* Given records:
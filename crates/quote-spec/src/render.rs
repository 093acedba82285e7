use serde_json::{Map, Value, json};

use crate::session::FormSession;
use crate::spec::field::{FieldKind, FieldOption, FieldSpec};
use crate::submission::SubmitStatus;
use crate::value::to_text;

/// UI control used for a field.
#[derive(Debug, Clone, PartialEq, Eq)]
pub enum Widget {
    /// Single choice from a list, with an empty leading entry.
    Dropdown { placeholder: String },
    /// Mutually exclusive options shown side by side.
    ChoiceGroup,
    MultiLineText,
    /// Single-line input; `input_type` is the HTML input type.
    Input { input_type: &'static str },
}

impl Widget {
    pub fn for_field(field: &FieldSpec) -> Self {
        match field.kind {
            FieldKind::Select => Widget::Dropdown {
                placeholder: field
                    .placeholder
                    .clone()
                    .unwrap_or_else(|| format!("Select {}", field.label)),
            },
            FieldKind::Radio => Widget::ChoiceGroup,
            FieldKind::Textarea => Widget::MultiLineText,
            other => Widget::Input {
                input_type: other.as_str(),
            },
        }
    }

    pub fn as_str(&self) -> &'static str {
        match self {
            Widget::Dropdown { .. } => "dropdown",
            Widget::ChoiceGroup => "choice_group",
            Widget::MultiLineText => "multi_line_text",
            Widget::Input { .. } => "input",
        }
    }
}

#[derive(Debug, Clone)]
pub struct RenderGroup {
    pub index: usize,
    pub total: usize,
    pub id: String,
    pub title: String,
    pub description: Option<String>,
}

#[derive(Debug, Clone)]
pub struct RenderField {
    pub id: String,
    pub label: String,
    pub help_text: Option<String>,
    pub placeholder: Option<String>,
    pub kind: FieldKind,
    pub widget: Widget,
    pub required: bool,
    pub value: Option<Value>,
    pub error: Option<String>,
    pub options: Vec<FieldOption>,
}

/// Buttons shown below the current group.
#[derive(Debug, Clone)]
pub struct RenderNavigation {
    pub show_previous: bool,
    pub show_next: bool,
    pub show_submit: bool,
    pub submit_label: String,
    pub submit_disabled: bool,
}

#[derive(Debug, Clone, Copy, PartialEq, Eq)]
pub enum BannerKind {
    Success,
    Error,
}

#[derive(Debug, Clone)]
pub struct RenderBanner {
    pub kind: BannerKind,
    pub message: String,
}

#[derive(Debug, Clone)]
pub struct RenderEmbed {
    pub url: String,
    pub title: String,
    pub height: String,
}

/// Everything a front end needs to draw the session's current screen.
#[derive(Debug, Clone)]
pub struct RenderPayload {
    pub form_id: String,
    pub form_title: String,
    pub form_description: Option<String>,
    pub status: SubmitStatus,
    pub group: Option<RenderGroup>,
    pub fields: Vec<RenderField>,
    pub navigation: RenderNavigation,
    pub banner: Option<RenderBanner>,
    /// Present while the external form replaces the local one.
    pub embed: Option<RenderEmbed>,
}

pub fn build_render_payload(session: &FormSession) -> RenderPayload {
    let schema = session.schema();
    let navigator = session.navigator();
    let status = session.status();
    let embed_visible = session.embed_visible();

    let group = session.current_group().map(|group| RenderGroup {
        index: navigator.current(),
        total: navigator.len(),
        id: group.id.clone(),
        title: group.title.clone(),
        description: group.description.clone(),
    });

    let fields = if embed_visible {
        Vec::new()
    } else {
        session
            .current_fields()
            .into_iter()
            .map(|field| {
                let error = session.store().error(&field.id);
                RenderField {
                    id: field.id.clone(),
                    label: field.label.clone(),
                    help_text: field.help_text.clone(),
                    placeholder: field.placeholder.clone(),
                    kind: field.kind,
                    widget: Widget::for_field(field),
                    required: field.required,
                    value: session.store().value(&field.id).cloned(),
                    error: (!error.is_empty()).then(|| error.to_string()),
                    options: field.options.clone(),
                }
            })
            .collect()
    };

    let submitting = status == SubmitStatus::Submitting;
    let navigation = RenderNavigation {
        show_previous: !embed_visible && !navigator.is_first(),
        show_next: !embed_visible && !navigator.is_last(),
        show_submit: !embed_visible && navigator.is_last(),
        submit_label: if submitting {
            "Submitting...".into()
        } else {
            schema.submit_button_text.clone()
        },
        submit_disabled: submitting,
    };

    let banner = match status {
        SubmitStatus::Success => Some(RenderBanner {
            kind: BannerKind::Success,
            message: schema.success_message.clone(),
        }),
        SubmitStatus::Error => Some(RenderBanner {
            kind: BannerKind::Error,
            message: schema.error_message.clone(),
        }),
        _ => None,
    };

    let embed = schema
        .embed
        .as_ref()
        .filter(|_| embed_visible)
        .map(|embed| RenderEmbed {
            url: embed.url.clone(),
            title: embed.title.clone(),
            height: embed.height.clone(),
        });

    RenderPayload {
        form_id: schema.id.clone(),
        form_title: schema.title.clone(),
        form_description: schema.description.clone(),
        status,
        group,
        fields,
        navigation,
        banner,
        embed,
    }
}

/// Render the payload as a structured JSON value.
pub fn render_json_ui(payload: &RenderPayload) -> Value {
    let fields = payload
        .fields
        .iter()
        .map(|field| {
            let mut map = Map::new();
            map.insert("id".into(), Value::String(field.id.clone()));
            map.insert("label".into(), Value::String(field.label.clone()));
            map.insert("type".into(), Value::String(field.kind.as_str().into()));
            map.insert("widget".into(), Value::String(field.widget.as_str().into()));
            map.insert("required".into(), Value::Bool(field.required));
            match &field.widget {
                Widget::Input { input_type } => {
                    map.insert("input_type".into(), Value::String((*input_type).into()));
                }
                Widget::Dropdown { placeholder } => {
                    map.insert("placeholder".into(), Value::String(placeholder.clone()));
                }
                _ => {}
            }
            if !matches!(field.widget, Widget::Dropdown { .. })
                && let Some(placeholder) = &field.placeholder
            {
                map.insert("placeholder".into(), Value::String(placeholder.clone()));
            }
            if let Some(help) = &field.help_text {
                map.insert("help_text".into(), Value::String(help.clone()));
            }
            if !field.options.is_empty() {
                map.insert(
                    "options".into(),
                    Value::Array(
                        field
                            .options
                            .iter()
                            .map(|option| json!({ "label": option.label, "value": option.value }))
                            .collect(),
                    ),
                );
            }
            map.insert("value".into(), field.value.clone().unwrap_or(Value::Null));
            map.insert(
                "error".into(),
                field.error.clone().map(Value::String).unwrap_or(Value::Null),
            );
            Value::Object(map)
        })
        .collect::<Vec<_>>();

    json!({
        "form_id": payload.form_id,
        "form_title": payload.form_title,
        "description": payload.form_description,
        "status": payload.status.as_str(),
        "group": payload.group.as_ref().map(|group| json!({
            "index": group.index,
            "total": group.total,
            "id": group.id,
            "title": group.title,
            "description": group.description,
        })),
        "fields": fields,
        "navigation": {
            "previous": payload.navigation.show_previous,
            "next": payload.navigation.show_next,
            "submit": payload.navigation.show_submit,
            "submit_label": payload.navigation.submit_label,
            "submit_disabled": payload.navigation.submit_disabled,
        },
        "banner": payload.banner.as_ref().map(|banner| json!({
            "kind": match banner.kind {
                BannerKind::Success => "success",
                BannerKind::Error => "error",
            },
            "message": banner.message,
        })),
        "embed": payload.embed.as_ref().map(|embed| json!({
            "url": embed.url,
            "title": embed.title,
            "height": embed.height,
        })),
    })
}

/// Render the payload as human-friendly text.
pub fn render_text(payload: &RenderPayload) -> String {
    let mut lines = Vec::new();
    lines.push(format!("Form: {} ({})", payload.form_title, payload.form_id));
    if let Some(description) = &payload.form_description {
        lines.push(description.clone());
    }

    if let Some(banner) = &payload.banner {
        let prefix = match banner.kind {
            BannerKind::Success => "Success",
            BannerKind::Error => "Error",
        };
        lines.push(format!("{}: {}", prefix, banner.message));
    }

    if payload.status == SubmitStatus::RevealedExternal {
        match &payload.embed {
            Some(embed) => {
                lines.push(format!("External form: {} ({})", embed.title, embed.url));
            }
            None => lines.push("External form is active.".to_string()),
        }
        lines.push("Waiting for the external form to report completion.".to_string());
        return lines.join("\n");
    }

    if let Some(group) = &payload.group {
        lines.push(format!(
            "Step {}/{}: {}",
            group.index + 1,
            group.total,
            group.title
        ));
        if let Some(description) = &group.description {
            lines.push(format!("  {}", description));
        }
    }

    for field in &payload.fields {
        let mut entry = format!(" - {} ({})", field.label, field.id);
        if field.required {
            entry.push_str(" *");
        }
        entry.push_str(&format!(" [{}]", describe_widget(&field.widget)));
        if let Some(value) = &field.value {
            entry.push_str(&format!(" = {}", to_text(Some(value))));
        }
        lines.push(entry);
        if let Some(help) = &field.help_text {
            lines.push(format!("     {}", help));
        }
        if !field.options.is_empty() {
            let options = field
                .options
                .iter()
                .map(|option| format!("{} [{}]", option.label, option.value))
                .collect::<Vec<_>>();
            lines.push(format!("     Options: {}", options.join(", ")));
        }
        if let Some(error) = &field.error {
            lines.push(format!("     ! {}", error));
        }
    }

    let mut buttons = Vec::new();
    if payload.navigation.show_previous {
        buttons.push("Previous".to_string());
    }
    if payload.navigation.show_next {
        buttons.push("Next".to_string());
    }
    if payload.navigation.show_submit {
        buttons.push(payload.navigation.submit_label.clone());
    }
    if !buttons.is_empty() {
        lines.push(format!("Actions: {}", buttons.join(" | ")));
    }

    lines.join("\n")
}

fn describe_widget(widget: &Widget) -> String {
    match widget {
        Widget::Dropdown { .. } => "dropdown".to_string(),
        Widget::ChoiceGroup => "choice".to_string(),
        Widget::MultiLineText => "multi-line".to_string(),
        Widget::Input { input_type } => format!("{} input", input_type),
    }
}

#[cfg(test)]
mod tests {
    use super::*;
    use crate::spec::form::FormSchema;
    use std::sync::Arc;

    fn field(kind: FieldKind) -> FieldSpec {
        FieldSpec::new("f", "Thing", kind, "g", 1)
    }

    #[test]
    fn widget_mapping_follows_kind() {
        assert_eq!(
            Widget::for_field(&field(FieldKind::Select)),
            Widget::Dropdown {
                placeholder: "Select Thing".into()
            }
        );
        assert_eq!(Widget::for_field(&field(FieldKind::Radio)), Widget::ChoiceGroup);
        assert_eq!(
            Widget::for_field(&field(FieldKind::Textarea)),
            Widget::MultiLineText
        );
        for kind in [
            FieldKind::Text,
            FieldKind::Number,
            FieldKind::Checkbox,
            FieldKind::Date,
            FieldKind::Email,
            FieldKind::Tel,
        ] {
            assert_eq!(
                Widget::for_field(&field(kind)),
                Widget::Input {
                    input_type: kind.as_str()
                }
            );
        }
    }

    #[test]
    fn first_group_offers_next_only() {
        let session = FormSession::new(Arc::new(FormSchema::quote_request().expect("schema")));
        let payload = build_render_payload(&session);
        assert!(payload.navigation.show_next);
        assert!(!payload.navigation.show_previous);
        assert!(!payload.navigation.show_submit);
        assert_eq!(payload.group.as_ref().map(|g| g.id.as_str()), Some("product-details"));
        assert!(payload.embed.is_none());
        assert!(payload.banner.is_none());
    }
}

* Directions:
Where the line containing "assert!(payload.navigation.show_next);" appears, begin a word-for-word copy and carry it through the last line of the listing, leaving out all other lines.

* Reply to the task:
        assert!(payload.navigation.show_next);
        assert!(!payload.navigation.show_previous);
        assert!(!payload.navigation.show_submit);
        assert_eq!(payload.group.as_ref().map(|g| g.id.as_str()), Some("product-details"));
        assert!(payload.embed.is_none());
        assert!(payload.banner.is_none());
    }
}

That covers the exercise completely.